### [What you need to do]
Please provide the entries below again, word for word.

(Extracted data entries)
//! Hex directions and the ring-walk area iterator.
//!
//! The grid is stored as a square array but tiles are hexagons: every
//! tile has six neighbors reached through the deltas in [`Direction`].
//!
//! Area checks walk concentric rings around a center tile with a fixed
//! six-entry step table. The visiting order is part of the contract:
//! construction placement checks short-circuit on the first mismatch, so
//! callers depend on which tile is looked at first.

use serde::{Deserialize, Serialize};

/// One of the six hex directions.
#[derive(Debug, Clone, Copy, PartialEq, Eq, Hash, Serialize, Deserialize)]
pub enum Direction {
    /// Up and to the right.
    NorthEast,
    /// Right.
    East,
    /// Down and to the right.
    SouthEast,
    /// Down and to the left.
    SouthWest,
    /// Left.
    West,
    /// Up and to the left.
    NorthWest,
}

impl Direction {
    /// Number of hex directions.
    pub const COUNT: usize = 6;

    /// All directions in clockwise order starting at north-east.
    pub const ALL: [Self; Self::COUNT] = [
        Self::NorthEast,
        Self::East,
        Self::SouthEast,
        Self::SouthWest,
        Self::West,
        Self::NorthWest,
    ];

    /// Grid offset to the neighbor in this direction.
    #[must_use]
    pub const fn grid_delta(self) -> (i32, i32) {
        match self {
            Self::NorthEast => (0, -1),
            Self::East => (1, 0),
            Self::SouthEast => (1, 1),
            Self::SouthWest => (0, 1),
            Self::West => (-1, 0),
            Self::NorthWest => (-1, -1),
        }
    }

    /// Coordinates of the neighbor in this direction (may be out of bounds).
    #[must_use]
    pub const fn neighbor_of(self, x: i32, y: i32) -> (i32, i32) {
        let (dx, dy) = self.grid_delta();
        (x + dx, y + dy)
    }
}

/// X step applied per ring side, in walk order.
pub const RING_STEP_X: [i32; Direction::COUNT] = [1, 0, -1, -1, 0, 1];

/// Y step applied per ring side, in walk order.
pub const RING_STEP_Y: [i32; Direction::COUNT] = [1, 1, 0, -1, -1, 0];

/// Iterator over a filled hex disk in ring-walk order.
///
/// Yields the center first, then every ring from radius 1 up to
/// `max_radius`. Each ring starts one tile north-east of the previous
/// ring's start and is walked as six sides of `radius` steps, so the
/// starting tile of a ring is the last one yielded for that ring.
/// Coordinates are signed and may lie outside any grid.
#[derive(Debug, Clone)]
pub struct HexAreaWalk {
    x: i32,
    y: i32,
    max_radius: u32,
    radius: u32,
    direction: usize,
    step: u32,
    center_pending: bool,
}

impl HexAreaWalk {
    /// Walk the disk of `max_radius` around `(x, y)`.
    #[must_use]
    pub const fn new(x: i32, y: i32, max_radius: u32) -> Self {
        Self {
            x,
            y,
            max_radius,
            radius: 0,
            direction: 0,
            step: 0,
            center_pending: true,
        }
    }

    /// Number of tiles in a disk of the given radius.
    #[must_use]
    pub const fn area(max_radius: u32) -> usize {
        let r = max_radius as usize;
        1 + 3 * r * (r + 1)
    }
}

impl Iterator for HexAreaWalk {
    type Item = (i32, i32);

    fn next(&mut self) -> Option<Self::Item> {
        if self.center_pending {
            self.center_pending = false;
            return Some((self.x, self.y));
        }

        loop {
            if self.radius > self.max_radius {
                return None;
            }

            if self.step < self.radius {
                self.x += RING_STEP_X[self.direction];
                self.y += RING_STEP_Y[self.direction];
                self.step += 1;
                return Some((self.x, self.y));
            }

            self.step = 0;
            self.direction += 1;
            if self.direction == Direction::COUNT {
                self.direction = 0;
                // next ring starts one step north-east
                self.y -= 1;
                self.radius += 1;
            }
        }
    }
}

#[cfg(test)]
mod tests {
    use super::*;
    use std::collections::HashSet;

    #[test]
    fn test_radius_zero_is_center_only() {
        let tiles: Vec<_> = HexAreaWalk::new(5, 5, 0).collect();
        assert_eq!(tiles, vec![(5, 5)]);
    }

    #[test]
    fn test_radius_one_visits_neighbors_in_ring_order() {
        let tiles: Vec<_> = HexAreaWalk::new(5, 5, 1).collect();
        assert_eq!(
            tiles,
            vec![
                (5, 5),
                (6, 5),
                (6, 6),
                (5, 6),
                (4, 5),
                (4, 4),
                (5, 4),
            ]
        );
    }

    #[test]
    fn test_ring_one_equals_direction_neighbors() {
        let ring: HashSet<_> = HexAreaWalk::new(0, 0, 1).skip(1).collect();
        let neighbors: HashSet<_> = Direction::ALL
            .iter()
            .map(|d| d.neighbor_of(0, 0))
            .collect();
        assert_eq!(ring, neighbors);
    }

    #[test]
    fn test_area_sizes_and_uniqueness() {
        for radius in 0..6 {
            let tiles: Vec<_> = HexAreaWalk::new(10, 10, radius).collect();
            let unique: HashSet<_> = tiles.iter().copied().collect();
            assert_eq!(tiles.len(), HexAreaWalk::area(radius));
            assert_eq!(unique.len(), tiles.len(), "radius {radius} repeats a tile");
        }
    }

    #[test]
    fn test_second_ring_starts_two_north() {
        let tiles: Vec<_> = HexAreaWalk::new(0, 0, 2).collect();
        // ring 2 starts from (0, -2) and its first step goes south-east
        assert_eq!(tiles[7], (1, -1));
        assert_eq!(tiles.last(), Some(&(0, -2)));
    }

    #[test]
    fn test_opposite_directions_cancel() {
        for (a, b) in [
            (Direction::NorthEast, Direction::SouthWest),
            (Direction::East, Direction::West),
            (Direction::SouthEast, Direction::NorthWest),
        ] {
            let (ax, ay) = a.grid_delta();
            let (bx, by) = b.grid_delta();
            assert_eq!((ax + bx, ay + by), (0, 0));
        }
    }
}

### [Output of the task]
//! Hex directions and the ring-walk area iterator.
//!
//! The grid is stored as a square array but tiles are hexagons: every
//! tile has six neighbors reached through the deltas in [`Direction`].
//!
//! Area checks walk concentric rings around a center tile with a fixed
//! six-entry step table. The visiting order is part of the contract:
//! construction placement checks short-circuit on the first mismatch, so
//! callers depend on which tile is looked at first.

use serde::{Deserialize, Serialize};

/// One of the six hex directions.
#[derive(Debug, Clone, Copy, PartialEq, Eq, Hash, Serialize, Deserialize)]
pub enum Direction {
    /// Up and to the right.
    NorthEast,
    /// Right.
    East,
    /// Down and to the right.
    SouthEast,
    /// Down and to the left.
    SouthWest,
    /// Left.
    West,
    /// Up and to the left.
    NorthWest,
}

impl Direction {
    /// Number of hex directions.
    pub const COUNT: usize = 6;

    /// All directions in clockwise order starting at north-east.
    pub const ALL: [Self; Self::COUNT] = [
        Self::NorthEast,
        Self::East,
        Self::SouthEast,
        Self::SouthWest,
        Self::West,
        Self::NorthWest,
    ];

    /// Grid offset to the neighbor in this direction.
    #[must_use]
    pub const fn grid_delta(self) -> (i32, i32) {
        match self {
            Self::NorthEast => (0, -1),
            Self::East => (1, 0),
            Self::SouthEast => (1, 1),
            Self::SouthWest => (0, 1),
            Self::West => (-1, 0),
            Self::NorthWest => (-1, -1),
        }
    }

    /// Coordinates of the neighbor in this direction (may be out of bounds).
    #[must_use]
    pub const fn neighbor_of(self, x: i32, y: i32) -> (i32, i32) {
        let (dx, dy) = self.grid_delta();
        (x + dx, y + dy)
    }
}

/// X step applied per ring side, in walk order.
pub const RING_STEP_X: [i32; Direction::COUNT] = [1, 0, -1, -1, 0, 1];

/// Y step applied per ring side, in walk order.
pub const RING_STEP_Y: [i32; Direction::COUNT] = [1, 1, 0, -1, -1, 0];

/// Iterator over a filled hex disk in ring-walk order.
///
/// Yields the center first, then every ring from radius 1 up to
/// `max_radius`. Each ring starts one tile north-east of the previous
/// ring's start and is walked as six sides of `radius` steps, so the
/// starting tile of a ring is the last one yielded for that ring.
/// Coordinates are signed and may lie outside any grid.
#[derive(Debug, Clone)]
pub struct HexAreaWalk {
    x: i32,
    y: i32,
    max_radius: u32,
    radius: u32,
    direction: usize,
    step: u32,
    center_pending: bool,
}

impl HexAreaWalk {
    /// Walk the disk of `max_radius` around `(x, y)`.
    #[must_use]
    pub const fn new(x: i32, y: i32, max_radius: u32) -> Self {
        Self {
            x,
            y,
            max_radius,
            radius: 0,
            direction: 0,
            step: 0,
            center_pending: true,
        }
    }

    /// Number of tiles in a disk of the given radius.
    #[must_use]
    pub const fn area(max_radius: u32) -> usize {
        let r = max_radius as usize;
        1 + 3 * r * (r + 1)
    }
}

impl Iterator for HexAreaWalk {
    type Item = (i32, i32);

    fn next(&mut self) -> Option<Self::Item> {
        if self.center_pending {
            self.center_pending = false;
            return Some((self.x, self.y));
        }

        loop {
            if self.radius > self.max_radius {
                return None;
            }

            if self.step < self.radius {
                self.x += RING_STEP_X[self.direction];
                self.y += RING_STEP_Y[self.direction];
                self.step += 1;
                return Some((self.x, self.y));
            }

            self.step = 0;
            self.direction += 1;
            if self.direction == Direction::COUNT {
                self.direction = 0;
                // next ring starts one step north-east
                self.y -= 1;
                self.radius += 1;
            }
        }
    }
}

#[cfg(test)]
mod tests {
    use super::*;
    use std::collections::HashSet;

    #[test]
    fn test_radius_zero_is_center_only() {
        let tiles: Vec<_> = HexAreaWalk::new(5, 5, 0).collect();
        assert_eq!(tiles, vec![(5, 5)]);
    }

    #[test]
    fn test_radius_one_visits_neighbors_in_ring_order() {
        let tiles: Vec<_> = HexAreaWalk::new(5, 5, 1).collect();
        assert_eq!(
            tiles,
            vec![
                (5, 5),
                (6, 5),
                (6, 6),
                (5, 6),
                (4, 5),
                (4, 4),
                (5, 4),
            ]
        );
    }

    #[test]
    fn test_ring_one_equals_direction_neighbors() {
        let ring: HashSet<_> = HexAreaWalk::new(0, 0, 1).skip(1).collect();
        let neighbors: HashSet<_> = Direction::ALL
            .iter()
            .map(|d| d.neighbor_of(0, 0))
            .collect();
        assert_eq!(ring, neighbors);
    }

    #[test]
    fn test_area_sizes_and_uniqueness() {
        for radius in 0..6 {
            let tiles: Vec<_> = HexAreaWalk::new(10, 10, radius).collect();
            let unique: HashSet<_> = tiles.iter().copied().collect();
            assert_eq!(tiles.len(), HexAreaWalk::area(radius));
            assert_eq!(unique.len(), tiles.len(), "radius {radius} repeats a tile");
        }
    }

    #[test]
    fn test_second_ring_starts_two_north() {
        let tiles: Vec<_> = HexAreaWalk::new(0, 0, 2).collect();
        // ring 2 starts from (0, -2) and its first step goes south-east
        assert_eq!(tiles[7], (1, -1));
        assert_eq!(tiles.last(), Some(&(0, -2)));
    }

    #[test]
    fn test_opposite_directions_cancel() {
        for (a, b) in [
            (Direction::NorthEast, Direction::SouthWest),
            (Direction::East, Direction::West),
            (Direction::SouthEast, Direction::NorthWest),
        ] {
            let (ax, ay) = a.grid_delta();
            let (bx, by) = b.grid_delta();
            assert_eq!((ax + bx, ay + by), (0, 0));
        }
    }
}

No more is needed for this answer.